[Collected data entries]
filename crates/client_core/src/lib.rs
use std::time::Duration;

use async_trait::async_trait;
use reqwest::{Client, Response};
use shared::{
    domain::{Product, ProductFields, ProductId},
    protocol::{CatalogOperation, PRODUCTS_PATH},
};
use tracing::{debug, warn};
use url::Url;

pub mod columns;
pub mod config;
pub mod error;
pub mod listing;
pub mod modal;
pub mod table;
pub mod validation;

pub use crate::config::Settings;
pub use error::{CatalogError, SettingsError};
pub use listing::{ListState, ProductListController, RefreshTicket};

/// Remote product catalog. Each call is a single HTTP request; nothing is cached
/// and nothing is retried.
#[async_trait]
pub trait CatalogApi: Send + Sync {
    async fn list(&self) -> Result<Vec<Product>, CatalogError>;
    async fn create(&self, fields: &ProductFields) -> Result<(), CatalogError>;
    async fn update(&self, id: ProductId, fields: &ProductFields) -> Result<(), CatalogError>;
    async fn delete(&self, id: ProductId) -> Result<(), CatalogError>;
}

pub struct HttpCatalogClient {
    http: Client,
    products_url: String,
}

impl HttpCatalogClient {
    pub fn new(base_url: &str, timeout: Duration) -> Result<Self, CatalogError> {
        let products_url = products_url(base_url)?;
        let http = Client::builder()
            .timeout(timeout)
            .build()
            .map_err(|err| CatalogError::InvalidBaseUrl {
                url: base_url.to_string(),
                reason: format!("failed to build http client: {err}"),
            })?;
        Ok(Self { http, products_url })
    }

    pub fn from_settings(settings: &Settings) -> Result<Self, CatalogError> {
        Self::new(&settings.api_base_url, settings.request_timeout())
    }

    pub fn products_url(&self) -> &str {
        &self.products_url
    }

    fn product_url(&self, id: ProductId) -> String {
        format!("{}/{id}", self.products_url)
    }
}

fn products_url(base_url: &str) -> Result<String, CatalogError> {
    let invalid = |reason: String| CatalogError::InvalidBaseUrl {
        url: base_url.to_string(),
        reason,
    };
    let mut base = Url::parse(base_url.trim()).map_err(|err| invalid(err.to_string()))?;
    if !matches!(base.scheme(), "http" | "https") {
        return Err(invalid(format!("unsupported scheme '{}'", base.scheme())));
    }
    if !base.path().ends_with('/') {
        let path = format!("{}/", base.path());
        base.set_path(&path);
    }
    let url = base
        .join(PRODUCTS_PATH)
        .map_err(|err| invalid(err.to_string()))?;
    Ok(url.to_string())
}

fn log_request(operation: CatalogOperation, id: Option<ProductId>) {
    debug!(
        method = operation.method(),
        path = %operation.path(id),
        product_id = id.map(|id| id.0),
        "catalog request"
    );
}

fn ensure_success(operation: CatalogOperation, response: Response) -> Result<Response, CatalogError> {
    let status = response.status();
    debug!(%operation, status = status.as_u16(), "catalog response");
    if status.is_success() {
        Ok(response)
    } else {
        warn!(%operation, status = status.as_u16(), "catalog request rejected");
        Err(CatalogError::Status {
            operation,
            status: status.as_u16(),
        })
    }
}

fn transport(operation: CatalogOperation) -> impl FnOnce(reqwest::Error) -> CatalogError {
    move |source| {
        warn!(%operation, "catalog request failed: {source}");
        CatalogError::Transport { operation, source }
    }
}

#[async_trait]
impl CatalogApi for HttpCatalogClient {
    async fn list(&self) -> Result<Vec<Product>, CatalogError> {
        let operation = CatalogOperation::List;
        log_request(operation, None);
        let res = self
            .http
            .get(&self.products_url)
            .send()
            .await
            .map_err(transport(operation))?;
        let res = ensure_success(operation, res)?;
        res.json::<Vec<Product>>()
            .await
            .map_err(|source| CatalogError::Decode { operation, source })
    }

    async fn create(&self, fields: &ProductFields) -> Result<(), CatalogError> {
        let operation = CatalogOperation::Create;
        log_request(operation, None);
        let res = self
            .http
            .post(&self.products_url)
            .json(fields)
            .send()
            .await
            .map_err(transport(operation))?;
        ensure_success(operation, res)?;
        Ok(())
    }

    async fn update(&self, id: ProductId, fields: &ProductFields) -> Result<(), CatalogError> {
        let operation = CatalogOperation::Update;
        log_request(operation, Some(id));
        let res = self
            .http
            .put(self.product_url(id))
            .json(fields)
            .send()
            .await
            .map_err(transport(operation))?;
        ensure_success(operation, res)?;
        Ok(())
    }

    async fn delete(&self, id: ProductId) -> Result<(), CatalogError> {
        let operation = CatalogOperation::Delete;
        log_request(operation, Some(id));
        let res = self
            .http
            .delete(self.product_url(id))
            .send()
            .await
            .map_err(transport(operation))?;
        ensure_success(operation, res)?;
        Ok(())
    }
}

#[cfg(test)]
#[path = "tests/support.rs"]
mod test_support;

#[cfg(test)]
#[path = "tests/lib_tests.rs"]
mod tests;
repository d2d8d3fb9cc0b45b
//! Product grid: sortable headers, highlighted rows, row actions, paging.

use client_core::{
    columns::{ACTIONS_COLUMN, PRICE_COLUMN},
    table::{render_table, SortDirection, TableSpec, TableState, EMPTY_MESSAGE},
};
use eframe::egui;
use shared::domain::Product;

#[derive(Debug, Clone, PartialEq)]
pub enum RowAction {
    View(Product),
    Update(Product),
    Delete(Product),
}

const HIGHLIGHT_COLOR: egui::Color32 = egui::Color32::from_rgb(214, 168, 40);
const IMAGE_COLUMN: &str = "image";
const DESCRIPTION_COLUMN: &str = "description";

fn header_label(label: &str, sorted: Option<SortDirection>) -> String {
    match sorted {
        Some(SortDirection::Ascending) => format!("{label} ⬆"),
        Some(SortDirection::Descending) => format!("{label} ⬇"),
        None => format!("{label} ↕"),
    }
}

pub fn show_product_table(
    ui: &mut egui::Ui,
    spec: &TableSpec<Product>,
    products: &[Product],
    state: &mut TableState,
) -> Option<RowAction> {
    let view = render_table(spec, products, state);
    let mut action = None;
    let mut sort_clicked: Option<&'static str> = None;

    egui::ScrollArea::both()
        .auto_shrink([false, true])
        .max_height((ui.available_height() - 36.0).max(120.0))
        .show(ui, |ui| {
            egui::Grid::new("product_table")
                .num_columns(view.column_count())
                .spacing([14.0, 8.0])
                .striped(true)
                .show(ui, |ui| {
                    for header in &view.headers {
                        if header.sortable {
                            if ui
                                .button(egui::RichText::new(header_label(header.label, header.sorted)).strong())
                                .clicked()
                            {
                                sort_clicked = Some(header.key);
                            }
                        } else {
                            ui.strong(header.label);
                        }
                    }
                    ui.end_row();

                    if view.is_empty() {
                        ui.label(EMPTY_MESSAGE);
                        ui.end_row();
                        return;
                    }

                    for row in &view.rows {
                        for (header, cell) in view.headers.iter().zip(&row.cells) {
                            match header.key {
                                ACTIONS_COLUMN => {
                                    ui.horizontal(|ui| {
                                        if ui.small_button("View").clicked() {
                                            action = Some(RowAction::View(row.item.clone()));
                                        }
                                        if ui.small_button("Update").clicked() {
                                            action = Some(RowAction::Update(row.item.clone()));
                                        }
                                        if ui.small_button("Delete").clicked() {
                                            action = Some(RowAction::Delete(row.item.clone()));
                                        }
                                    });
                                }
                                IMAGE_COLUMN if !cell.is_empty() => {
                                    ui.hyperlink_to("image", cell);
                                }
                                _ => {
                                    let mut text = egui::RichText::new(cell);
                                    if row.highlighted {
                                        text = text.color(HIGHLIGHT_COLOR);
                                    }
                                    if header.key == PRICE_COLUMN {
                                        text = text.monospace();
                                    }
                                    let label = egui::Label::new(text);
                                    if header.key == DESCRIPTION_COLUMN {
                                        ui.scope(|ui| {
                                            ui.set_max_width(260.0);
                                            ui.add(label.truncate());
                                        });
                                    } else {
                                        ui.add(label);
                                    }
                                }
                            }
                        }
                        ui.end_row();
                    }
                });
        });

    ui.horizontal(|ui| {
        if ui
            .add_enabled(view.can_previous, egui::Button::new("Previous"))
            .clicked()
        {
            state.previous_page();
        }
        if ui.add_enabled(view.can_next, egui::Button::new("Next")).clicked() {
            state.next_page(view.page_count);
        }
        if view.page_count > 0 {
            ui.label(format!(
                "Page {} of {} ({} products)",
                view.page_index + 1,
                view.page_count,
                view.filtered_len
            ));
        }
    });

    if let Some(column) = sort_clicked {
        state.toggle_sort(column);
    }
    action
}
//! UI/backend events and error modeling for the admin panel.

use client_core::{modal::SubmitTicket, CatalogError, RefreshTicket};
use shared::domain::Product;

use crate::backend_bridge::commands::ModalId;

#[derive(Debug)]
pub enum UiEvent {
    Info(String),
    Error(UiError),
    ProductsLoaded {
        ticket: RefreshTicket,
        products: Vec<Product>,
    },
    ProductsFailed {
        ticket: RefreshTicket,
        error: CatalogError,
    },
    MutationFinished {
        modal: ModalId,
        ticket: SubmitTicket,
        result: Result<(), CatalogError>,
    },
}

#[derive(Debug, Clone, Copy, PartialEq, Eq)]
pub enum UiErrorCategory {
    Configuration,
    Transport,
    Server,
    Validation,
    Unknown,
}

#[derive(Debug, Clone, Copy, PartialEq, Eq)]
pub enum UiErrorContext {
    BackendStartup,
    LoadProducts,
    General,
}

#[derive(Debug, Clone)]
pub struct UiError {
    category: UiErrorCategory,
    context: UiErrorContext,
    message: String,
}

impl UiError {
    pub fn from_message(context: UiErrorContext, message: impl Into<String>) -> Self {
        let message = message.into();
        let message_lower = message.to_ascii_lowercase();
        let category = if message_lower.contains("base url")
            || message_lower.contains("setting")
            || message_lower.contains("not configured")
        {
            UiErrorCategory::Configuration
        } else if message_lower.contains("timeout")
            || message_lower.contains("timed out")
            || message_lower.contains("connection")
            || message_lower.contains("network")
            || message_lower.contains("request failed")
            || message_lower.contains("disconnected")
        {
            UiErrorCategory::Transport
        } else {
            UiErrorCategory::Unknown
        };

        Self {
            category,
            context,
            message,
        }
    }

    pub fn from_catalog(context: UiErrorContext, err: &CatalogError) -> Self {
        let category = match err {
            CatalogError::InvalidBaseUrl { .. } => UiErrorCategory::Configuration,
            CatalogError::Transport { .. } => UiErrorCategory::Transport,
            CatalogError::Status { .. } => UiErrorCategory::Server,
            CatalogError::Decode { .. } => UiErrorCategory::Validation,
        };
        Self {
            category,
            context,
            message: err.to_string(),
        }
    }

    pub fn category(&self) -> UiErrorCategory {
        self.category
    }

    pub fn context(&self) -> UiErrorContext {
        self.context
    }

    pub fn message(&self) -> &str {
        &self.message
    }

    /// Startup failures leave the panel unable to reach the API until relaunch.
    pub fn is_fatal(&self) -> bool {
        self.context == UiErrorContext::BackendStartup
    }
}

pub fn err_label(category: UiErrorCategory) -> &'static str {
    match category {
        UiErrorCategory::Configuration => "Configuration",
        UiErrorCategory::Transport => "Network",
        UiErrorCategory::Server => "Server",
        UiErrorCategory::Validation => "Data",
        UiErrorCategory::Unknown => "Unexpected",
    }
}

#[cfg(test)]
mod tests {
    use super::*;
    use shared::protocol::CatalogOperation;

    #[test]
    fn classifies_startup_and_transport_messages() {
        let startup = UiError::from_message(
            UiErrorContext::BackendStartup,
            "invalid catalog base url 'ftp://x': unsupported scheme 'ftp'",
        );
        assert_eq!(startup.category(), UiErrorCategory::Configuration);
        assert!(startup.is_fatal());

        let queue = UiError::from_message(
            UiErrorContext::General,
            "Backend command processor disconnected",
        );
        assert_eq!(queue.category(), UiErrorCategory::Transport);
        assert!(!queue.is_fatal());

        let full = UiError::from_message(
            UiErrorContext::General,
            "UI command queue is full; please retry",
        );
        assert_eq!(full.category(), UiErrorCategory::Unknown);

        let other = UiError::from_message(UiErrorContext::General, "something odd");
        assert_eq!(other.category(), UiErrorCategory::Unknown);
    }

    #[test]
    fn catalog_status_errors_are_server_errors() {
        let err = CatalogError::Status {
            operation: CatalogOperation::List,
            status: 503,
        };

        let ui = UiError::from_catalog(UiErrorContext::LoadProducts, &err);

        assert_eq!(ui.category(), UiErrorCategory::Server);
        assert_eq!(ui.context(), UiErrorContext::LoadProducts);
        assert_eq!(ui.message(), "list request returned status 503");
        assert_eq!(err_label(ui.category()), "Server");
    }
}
...
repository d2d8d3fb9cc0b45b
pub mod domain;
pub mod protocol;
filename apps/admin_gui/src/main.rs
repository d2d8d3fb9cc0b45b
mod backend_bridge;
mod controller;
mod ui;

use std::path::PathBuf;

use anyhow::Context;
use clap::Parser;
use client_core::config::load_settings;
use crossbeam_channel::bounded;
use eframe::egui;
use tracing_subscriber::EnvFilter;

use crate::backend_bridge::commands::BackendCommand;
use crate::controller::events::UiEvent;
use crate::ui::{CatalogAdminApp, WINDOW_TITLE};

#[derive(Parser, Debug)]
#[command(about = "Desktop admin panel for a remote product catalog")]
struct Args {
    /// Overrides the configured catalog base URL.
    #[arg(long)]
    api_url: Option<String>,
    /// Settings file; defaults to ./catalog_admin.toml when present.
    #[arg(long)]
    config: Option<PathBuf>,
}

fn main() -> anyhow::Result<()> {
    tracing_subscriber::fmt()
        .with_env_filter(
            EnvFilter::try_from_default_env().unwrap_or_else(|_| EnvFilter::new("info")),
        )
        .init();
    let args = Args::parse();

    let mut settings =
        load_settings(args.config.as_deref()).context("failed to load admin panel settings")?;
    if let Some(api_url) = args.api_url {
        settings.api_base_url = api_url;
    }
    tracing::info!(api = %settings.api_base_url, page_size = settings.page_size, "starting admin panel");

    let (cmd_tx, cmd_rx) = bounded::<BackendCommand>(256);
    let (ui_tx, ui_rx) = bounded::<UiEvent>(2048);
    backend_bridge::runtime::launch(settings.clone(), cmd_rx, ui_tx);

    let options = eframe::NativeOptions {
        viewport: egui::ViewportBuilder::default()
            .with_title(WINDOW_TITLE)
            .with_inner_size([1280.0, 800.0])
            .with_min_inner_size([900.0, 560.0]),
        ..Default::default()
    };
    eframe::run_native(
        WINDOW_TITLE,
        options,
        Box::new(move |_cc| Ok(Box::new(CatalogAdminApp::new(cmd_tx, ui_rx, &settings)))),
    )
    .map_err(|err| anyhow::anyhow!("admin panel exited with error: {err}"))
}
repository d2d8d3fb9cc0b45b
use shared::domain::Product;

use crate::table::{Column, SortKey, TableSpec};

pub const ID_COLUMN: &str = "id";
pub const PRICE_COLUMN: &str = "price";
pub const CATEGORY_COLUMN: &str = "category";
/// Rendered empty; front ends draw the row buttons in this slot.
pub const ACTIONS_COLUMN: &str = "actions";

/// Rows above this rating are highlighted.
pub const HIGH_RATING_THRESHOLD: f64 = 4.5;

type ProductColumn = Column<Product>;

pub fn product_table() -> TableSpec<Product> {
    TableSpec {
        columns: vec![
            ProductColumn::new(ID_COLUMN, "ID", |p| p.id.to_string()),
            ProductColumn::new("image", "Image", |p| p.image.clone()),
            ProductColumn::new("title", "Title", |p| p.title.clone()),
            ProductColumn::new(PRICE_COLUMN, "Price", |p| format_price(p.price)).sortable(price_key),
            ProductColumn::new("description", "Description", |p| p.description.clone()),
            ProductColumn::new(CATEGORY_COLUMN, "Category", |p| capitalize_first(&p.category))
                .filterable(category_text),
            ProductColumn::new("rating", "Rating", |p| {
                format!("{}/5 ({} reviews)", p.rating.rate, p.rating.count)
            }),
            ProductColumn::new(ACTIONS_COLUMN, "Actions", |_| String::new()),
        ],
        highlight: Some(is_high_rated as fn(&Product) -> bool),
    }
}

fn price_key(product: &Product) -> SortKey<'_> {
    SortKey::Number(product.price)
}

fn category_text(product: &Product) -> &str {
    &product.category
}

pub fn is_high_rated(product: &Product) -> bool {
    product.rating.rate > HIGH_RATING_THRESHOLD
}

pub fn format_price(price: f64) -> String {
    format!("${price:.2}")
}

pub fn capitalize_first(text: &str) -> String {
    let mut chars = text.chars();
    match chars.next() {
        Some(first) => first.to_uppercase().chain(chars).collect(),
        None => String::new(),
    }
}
...
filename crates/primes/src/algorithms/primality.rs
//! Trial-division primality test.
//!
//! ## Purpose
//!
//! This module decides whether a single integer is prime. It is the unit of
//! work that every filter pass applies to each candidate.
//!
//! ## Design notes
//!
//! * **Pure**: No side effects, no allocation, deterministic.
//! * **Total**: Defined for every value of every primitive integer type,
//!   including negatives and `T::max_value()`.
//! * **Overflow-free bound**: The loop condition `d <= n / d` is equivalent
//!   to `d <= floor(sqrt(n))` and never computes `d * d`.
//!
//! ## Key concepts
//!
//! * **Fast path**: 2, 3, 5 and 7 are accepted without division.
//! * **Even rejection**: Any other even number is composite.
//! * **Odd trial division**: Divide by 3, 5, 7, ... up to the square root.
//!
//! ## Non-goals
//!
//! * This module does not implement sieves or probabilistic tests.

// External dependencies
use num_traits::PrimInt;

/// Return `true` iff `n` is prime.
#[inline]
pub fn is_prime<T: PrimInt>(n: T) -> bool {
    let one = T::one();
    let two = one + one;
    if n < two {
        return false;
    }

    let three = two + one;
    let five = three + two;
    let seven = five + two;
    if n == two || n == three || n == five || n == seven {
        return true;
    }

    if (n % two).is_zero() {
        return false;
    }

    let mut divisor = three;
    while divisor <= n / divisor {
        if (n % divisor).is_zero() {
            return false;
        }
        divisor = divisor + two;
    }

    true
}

## Task brief
Above are the records; from them, give again exactly the lines from the one containing "filename crates/client_core/src/lib.rs" through the one containing "pub use crate::config::Settings;", both included.

## Exercise response
filename crates/client_core/src/lib.rs
use std::time::Duration;

use async_trait::async_trait;
use reqwest::{Client, Response};
use shared::{
    domain::{Product, ProductFields, ProductId},
    protocol::{CatalogOperation, PRODUCTS_PATH},
};
use tracing::{debug, warn};
use url::Url;

pub mod columns;
pub mod config;
pub mod error;
pub mod listing;
pub mod modal;
pub mod table;
pub mod validation;

pub use crate::config::Settings;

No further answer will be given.